Work task: Scan the entries below and report only how many lines contain "BTreeMap".

Extracted material:
-.-.-
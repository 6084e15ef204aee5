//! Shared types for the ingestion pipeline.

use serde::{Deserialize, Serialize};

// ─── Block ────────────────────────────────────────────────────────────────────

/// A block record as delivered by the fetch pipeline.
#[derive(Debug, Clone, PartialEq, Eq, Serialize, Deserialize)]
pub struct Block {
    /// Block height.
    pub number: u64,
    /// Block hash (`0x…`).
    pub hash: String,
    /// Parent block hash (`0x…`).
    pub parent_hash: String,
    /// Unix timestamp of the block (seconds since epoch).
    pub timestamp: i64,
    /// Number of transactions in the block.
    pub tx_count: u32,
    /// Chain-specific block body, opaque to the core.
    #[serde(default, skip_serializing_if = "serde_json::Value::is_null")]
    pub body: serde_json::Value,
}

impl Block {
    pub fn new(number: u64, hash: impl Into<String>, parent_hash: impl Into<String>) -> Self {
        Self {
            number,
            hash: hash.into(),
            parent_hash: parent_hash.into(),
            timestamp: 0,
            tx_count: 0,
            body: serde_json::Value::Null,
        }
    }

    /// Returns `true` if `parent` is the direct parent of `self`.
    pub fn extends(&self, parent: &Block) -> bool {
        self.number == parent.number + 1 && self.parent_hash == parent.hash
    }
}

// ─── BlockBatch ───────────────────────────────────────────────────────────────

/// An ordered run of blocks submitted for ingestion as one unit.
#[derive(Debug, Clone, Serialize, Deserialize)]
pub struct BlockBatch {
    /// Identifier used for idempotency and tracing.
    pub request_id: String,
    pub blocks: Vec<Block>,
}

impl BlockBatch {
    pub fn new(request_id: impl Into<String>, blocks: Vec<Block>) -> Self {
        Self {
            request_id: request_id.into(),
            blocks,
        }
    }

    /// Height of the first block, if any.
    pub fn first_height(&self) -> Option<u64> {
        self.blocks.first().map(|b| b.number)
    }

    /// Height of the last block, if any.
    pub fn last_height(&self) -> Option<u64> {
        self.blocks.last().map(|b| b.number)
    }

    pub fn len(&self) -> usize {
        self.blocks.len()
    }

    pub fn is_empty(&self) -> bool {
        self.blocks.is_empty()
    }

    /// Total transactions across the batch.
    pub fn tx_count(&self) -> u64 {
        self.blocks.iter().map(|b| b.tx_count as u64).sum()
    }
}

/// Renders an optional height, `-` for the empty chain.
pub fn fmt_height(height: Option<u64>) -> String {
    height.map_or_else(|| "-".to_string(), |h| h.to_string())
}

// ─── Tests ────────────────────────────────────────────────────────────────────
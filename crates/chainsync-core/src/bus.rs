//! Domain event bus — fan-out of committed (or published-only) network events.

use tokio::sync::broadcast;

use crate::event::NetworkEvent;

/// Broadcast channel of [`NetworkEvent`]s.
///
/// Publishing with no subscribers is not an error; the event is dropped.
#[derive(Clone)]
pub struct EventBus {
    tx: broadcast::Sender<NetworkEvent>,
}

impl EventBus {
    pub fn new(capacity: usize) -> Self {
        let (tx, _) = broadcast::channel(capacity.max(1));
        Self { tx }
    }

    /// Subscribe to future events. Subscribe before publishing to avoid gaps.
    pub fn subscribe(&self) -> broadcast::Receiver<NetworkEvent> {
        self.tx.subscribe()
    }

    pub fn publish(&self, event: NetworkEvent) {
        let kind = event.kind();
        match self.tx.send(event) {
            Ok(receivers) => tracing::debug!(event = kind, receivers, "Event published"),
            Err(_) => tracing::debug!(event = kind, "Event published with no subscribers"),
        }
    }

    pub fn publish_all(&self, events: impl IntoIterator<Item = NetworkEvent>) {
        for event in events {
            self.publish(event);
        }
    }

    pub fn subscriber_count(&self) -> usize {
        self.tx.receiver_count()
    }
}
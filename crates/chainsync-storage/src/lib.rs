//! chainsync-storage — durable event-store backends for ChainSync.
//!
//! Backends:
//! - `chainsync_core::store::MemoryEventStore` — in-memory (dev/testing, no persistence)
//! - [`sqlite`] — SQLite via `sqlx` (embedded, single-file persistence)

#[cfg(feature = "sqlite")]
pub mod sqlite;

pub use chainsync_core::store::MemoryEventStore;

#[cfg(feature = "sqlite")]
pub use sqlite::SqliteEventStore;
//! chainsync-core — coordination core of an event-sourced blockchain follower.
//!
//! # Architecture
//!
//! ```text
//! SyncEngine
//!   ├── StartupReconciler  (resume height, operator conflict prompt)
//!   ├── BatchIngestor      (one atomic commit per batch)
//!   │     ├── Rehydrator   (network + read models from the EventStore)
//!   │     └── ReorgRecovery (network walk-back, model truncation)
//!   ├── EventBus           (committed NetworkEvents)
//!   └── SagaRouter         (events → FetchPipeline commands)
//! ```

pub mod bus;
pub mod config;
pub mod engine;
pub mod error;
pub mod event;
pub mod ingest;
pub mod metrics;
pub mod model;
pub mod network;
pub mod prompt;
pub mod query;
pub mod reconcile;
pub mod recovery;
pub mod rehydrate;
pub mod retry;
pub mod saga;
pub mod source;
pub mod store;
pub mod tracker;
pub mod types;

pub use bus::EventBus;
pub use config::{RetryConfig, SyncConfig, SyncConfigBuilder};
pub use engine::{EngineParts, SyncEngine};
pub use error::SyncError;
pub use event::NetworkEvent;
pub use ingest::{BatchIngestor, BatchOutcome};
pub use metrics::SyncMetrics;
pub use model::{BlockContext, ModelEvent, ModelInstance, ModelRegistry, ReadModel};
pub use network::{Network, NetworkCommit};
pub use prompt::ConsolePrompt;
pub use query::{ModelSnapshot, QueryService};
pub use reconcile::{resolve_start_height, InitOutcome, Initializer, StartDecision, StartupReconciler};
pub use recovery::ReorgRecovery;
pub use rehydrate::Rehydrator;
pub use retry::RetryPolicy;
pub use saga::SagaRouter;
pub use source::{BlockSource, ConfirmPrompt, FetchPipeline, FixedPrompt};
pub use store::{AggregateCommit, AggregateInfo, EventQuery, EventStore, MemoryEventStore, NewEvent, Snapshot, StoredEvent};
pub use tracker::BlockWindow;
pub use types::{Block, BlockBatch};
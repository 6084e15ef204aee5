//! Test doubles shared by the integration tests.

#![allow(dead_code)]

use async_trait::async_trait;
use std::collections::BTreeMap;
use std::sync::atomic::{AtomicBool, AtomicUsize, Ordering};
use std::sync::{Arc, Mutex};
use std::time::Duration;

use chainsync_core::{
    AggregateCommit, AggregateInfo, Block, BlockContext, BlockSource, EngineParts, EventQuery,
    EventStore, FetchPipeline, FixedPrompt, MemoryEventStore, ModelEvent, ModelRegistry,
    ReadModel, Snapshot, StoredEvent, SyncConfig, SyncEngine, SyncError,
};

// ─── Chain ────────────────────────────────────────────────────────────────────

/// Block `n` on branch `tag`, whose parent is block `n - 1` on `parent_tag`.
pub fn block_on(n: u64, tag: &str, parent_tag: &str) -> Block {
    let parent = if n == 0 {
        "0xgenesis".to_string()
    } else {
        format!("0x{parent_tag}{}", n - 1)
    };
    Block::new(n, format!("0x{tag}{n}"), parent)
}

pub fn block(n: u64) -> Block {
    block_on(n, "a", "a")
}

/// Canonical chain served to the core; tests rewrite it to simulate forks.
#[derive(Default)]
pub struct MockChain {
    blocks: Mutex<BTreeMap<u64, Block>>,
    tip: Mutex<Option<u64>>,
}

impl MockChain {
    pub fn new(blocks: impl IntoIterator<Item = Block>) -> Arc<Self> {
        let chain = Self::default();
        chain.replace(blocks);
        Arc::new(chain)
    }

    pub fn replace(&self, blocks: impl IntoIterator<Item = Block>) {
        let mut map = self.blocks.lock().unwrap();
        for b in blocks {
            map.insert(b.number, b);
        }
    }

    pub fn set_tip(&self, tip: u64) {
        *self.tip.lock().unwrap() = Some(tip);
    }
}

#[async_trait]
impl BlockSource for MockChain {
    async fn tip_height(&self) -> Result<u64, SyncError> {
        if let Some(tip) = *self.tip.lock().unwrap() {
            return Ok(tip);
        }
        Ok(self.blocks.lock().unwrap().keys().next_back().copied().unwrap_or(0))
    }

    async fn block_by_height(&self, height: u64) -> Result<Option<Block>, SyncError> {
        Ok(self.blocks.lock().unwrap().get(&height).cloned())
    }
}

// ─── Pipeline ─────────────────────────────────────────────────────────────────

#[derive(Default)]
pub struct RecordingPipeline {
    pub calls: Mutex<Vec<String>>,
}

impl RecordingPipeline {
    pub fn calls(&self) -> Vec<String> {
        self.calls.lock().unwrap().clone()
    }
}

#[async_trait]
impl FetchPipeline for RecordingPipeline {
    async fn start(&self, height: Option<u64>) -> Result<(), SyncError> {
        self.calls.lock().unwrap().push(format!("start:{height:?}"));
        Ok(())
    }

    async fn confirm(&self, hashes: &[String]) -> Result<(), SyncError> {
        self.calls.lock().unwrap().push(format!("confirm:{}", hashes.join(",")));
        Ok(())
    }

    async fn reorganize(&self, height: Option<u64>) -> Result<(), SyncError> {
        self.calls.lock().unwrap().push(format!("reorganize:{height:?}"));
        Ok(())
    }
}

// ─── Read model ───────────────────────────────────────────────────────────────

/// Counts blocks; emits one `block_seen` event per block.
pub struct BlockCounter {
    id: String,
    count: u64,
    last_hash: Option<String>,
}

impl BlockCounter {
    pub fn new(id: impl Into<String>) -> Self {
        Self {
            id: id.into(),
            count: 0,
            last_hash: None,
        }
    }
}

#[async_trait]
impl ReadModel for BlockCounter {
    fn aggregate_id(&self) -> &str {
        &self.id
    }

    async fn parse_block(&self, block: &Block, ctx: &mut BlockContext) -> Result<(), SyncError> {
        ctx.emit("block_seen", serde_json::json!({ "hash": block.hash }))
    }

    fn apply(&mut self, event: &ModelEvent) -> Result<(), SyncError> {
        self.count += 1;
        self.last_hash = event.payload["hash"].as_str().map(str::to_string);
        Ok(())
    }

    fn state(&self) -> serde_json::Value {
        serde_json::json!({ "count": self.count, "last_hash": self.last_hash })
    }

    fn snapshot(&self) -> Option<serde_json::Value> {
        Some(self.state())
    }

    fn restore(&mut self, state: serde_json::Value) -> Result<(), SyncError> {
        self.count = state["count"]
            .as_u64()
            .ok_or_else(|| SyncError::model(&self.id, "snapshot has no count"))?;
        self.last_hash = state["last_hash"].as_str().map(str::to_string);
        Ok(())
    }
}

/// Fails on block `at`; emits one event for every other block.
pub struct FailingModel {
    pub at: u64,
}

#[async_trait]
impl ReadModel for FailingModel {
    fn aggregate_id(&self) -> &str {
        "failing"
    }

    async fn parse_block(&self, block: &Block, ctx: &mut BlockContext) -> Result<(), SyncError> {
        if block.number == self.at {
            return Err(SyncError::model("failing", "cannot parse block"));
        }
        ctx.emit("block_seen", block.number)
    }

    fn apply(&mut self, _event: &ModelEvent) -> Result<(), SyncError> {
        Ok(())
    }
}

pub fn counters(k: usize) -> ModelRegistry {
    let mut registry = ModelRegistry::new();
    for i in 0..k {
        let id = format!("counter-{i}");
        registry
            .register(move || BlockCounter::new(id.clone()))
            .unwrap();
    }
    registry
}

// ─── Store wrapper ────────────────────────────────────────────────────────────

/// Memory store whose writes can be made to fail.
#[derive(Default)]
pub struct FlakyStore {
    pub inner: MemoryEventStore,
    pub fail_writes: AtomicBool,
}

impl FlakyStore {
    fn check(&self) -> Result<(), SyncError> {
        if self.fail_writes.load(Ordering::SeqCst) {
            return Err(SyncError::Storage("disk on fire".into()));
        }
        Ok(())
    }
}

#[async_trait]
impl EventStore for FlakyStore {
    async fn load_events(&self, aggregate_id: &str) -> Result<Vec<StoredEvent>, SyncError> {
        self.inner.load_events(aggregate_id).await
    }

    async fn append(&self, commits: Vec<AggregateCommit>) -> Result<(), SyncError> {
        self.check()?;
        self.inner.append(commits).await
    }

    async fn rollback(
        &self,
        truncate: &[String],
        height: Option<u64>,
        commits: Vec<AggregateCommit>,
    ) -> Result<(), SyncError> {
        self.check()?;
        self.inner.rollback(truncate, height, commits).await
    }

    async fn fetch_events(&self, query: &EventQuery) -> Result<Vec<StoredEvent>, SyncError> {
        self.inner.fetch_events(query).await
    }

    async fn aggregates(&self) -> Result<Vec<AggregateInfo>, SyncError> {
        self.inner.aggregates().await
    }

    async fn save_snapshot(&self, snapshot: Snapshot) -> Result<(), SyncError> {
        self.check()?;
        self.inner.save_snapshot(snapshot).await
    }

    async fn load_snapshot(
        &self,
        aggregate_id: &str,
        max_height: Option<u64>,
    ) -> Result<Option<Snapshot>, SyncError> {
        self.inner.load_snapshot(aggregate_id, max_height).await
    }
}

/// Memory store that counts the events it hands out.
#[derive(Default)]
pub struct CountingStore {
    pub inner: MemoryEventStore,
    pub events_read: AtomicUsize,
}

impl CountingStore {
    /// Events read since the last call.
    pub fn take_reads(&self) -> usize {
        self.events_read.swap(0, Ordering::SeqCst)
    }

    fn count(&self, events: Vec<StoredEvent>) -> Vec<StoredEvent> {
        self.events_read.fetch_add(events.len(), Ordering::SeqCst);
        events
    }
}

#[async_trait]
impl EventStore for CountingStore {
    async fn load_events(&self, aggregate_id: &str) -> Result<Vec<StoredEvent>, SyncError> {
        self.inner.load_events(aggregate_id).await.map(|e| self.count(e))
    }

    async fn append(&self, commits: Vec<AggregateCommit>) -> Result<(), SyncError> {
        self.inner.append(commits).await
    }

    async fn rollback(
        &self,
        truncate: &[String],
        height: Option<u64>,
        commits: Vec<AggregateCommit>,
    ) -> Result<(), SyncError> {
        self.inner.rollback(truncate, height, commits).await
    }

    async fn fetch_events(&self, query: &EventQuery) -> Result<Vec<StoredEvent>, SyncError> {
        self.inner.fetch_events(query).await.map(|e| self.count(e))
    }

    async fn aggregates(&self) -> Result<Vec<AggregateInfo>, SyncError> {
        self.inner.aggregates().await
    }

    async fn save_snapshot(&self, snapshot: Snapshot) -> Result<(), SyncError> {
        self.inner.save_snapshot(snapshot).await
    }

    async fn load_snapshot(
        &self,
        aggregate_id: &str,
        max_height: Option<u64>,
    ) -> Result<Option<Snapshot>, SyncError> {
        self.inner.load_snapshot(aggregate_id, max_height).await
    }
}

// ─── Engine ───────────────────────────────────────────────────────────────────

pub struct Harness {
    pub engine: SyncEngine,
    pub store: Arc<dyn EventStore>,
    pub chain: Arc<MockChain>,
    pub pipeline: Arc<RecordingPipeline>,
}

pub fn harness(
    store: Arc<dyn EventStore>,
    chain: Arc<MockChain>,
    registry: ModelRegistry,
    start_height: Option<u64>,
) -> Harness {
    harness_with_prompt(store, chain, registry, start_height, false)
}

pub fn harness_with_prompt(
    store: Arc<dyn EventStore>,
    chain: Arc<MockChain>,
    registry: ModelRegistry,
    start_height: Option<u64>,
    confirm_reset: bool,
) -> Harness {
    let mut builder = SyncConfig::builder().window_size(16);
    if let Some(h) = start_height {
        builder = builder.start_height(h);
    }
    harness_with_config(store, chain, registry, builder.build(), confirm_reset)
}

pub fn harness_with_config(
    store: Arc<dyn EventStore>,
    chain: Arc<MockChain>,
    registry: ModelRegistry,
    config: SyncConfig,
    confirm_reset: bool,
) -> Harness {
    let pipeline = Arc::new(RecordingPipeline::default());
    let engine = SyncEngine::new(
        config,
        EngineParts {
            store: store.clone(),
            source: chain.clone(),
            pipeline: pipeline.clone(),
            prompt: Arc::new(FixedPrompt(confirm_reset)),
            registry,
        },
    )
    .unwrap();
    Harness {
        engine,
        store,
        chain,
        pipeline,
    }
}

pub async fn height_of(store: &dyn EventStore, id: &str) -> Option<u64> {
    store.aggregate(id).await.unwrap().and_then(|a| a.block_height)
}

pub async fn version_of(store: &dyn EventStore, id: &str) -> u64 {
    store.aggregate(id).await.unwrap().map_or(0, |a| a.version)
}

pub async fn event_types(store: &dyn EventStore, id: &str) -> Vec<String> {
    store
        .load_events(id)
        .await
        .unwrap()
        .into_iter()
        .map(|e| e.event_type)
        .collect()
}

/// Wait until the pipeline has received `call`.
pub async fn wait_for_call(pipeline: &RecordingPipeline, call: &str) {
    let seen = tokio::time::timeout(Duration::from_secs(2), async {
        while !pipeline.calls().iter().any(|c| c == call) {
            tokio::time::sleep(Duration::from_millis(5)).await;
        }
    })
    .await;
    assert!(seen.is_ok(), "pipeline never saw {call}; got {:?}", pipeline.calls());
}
-.-.-
Response to the task: 2